- _Task details_
Work out how many lines in the entries below include the word "NotShadowReceiver", and give only that figure.

START Records

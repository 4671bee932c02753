use std::collections::HashMap;
use std::sync::Arc;

use bevy::pbr::{NotShadowCaster, NotShadowReceiver};
use bevy::prelude::*;

use tumble::{
    AudioSink, DebugSurface, Geometry, Headless, ManualTime, NodeId, SimSettings,
    SimulationContext, SimulationLoop, SurfaceMaterial,
};

#[derive(States, Debug, Clone, PartialEq, Eq, Hash, Default)]
pub enum AppState {
    #[default]
    Running,
    Stopped,
}

/// The headless simulation and the loop that ticks it, one cycle per frame.
/// `clock` is the context's time source, fed from bevy's `Time`.
#[derive(Resource)]
pub struct Simulation {
    pub context: SimulationContext,
    pub cycle: SimulationLoop,
    clock: ManualTime,
}

#[derive(Resource, Default, Debug)]
pub struct SimStats {
    pub entities: usize,
    pub substeps: u32,
    pub hits: usize,
}

#[derive(Event, Default)]
pub struct ResetEvent;

#[derive(Event, Clone, Copy, Debug)]
pub enum SpawnRequest {
    Sphere,
    Box,
}

/// Hit intensities waiting to be played this frame.
#[derive(Resource, Default)]
pub struct HitSounds {
    pending: Vec<f32>,
}

impl AudioSink for HitSounds {
    fn play(&mut self, intensity: f32) {
        self.pending.push(intensity);
    }
}

#[cfg(feature = "audio")]
#[derive(Resource)]
struct HitClip(Handle<AudioSource>);

/// Render entity mirroring one scene node.
#[derive(Component)]
pub struct SceneNode(pub NodeId);

/// Bevy-side handles for the scene graph. Meshes and materials are keyed by
/// the address of the shared template they were built from.
#[derive(Resource, Default)]
struct RenderCache {
    entities: HashMap<NodeId, Entity>,
    meshes: HashMap<usize, Handle<Mesh>>,
    materials: HashMap<usize, Handle<StandardMaterial>>,
}

pub struct SimPlugin;
impl Plugin for SimPlugin {
    fn build(&self, app: &mut App) {
        app.init_resource::<SimSettings>()
            .init_resource::<SimStats>()
            .init_resource::<HitSounds>()
            .init_resource::<RenderCache>()
            .add_event::<ResetEvent>()
            .add_event::<SpawnRequest>()
            .add_systems(Startup, setup_simulation)
            .add_systems(
                Update,
                (
                    handle_requests,
                    sync_settings,
                    run_cycle,
                    mirror_scene,
                    play_hits,
                )
                    .chain()
                    .run_if(in_state(AppState::Running)),
            )
            .add_systems(OnEnter(AppState::Stopped), exit_app);
    }
}

fn setup_simulation(
    mut commands: Commands,
    settings: Res<SimSettings>,
    #[cfg(feature = "audio")] assets: Res<AssetServer>,
) {
    let clock = ManualTime::new();
    let mut context = SimulationContext::with_time_source(settings.clone(), Box::new(clock.clone()));
    if let Some((radius, position)) = settings.initial_sphere {
        // A bad initial sphere is logged by the context; the app runs without it.
        let _ = context.spawn_sphere(radius, position);
    }
    let cycle = SimulationLoop::for_context(&context);
    commands.insert_resource(Simulation {
        context,
        cycle,
        clock,
    });

    #[cfg(feature = "audio")]
    commands.insert_resource(HitClip(assets.load("sounds/hit.mp3")));
}

fn handle_requests(
    mut simulation: ResMut<Simulation>,
    mut ev_spawn: EventReader<SpawnRequest>,
    mut ev_reset: EventReader<ResetEvent>,
) {
    let context = &mut simulation.context;
    for request in ev_spawn.read() {
        match request {
            SpawnRequest::Sphere => {
                DebugSurface::on_add_sphere_requested(context);
            }
            SpawnRequest::Box => {
                DebugSurface::on_add_box_requested(context);
            }
        }
    }
    for _ in ev_reset.read() {
        DebugSurface::on_reset_requested(context);
    }
}

fn sync_settings(settings: Res<SimSettings>, mut simulation: ResMut<Simulation>) {
    if !settings.is_changed() {
        return;
    }
    let simulation = &mut *simulation;
    simulation.context.apply_settings(&settings);
    simulation.cycle.fixed_timestep = settings.fixed_timestep;
    simulation.cycle.max_substeps = settings.max_substeps;
}

fn run_cycle(
    time: Res<Time>,
    mut simulation: ResMut<Simulation>,
    mut hits: ResMut<HitSounds>,
    mut stats: ResMut<SimStats>,
    mut next_state: ResMut<NextState<AppState>>,
) {
    let Simulation {
        context,
        cycle,
        clock,
    } = &mut *simulation;
    clock.set(time.elapsed_seconds_f64());
    // Camera and drawing run as their own bevy systems.
    match cycle.tick(context, &mut Headless, &mut *hits) {
        Some(report) => {
            stats.entities = context.registry().len();
            stats.substeps = report.substeps;
            stats.hits += report.hits;
        }
        None => next_state.set(AppState::Stopped),
    }
}

fn mirror_scene(
    mut commands: Commands,
    simulation: Res<Simulation>,
    mut cache: ResMut<RenderCache>,
    mut meshes: ResMut<Assets<Mesh>>,
    mut materials: ResMut<Assets<StandardMaterial>>,
    mut transforms: Query<&mut Transform, With<SceneNode>>,
) {
    let scene = simulation.context.scene();
    let cache = &mut *cache;

    cache.entities.retain(|node, entity| {
        let alive = scene.contains(*node);
        if !alive {
            commands.entity(*entity).despawn();
        }
        alive
    });

    for (node, proxy) in scene.iter() {
        if let Some(&entity) = cache.entities.get(&node) {
            if let Ok(mut transform) = transforms.get_mut(entity) {
                transform.set_if_neq(*proxy.transform());
            }
            continue;
        }

        let mesh = cache
            .meshes
            .entry(Arc::as_ptr(proxy.geometry()) as usize)
            .or_insert_with(|| meshes.add(build_mesh(proxy.geometry())))
            .clone();
        let material = cache
            .materials
            .entry(Arc::as_ptr(proxy.material()) as usize)
            .or_insert_with(|| materials.add(build_material(proxy.material())))
            .clone();

        let mut entity = commands.spawn((
            PbrBundle {
                mesh,
                material,
                transform: *proxy.transform(),
                ..default()
            },
            SceneNode(node),
        ));
        if !proxy.cast_shadow {
            entity.insert(NotShadowCaster);
        }
        if !proxy.receive_shadow {
            entity.insert(NotShadowReceiver);
        }
        cache.entities.insert(node, entity.id());
    }
}

fn build_mesh(geometry: &Geometry) -> Mesh {
    match *geometry {
        Geometry::Sphere {
            radius,
            width_segments,
            height_segments,
        } => Sphere::new(radius)
            .mesh()
            .uv(width_segments as usize, height_segments as usize),
        Geometry::Box {
            width,
            height,
            depth,
        } => Cuboid::new(width, height, depth).into(),
        Geometry::Plane { width, height } => {
            Plane3d::new(Vec3::Z, Vec2::new(width, height) * 0.5).into()
        }
    }
}

fn build_material(surface: &SurfaceMaterial) -> StandardMaterial {
    StandardMaterial {
        base_color: surface.base_color,
        metallic: surface.metalness,
        perceptual_roughness: surface.roughness,
        ..default()
    }
}

#[cfg(feature = "audio")]
fn play_hits(mut commands: Commands, mut hits: ResMut<HitSounds>, clip: Res<HitClip>) {
    use bevy::audio::Volume;

    for intensity in hits.pending.drain(..) {
        commands.spawn(AudioBundle {
            source: clip.0.clone(),
            settings: PlaybackSettings::DESPAWN.with_volume(Volume::new(intensity)),
        });
    }
}

#[cfg(not(feature = "audio"))]
fn play_hits(mut hits: ResMut<HitSounds>) {
    // built without an audio backend
    hits.pending.clear();
}

fn exit_app(mut exit: EventWriter<AppExit>) {
    info!("simulation stopped, exiting");
    exit.send(AppExit::Success);
}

END Records

- _Result for this task_
2